Stored data -
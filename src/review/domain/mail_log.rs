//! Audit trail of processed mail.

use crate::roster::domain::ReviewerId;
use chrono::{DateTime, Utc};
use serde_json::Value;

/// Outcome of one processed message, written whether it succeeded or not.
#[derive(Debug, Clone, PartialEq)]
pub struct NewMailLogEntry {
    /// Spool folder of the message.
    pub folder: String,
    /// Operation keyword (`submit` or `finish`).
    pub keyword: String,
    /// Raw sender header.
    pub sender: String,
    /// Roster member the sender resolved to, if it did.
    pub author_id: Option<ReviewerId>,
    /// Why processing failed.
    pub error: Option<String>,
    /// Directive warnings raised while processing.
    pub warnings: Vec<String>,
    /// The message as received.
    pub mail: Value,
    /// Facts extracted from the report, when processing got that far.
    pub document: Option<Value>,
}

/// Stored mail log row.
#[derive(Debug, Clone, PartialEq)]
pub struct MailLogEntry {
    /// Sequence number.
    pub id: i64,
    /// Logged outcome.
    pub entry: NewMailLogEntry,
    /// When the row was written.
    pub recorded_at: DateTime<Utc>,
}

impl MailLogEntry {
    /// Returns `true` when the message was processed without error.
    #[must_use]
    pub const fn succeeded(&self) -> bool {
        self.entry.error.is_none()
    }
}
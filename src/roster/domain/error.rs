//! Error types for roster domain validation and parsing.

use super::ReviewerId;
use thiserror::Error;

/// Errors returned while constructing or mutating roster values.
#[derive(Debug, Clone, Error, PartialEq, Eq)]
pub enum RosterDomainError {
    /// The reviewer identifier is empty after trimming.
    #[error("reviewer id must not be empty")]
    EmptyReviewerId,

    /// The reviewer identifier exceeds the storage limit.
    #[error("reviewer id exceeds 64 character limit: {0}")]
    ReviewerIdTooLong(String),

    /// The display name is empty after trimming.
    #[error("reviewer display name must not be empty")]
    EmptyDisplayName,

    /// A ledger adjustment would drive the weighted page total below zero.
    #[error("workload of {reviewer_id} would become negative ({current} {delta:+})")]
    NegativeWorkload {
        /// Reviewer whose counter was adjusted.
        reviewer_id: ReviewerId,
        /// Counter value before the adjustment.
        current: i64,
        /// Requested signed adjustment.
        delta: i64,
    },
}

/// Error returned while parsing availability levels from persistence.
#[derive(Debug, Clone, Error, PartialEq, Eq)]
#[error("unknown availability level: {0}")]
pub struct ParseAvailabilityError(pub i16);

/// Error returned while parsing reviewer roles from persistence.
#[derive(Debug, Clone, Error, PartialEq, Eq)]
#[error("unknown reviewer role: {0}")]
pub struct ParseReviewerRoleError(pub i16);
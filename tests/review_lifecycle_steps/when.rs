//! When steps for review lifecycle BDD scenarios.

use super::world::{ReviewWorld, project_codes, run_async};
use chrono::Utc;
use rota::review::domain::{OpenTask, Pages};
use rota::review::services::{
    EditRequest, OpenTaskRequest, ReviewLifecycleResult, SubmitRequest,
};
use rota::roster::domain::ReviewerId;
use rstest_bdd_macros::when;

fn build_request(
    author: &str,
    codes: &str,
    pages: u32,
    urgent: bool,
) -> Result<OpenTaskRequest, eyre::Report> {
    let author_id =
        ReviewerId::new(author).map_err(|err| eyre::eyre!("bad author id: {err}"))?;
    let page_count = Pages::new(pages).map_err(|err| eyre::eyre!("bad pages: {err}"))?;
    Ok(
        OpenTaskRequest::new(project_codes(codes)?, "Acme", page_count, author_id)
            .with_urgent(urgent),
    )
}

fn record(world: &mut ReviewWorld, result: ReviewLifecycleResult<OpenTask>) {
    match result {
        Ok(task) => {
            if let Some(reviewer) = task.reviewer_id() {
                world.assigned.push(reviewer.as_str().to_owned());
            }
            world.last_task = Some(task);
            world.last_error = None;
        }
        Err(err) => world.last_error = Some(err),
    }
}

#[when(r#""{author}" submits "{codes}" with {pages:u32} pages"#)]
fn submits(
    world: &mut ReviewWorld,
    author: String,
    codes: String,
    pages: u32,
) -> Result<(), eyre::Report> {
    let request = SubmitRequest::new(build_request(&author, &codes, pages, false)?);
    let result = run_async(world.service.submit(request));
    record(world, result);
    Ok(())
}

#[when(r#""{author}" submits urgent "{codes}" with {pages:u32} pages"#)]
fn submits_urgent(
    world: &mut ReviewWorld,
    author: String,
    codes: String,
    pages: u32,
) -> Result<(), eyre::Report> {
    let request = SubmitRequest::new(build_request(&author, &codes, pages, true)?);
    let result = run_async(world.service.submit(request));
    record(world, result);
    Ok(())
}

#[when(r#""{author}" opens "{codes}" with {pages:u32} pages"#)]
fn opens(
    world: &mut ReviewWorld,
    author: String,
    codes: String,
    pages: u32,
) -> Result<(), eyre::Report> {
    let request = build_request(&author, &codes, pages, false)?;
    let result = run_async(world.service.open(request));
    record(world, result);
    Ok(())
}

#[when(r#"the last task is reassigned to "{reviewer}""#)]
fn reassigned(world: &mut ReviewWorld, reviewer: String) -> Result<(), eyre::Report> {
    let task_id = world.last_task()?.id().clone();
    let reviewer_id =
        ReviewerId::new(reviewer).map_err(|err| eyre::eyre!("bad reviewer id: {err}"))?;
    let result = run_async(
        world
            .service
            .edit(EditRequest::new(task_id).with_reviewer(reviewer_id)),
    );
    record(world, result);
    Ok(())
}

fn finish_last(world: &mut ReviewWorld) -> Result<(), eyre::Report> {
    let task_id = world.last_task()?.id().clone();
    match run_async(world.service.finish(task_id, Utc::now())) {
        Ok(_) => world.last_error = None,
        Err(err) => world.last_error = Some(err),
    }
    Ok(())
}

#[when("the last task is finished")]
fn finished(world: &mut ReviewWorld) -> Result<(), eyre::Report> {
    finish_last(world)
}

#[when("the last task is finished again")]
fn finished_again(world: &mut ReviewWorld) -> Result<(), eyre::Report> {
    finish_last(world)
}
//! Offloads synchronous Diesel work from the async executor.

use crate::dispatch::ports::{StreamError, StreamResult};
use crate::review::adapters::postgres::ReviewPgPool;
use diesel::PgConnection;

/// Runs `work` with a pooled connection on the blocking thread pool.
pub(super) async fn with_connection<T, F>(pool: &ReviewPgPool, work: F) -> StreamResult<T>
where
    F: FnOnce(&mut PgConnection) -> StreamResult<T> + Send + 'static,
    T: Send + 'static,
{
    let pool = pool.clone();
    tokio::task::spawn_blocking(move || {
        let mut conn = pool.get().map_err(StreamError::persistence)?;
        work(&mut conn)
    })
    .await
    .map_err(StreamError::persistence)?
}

Aim of the exercise - Scanning the data above, copy out every line where "while" is found.

Answer below -
    /// Directive warnings raised while processing.
/// Errors returned while constructing or mutating roster values.
/// Error returned while parsing availability levels from persistence.
/// Error returned while parsing reviewer roles from persistence.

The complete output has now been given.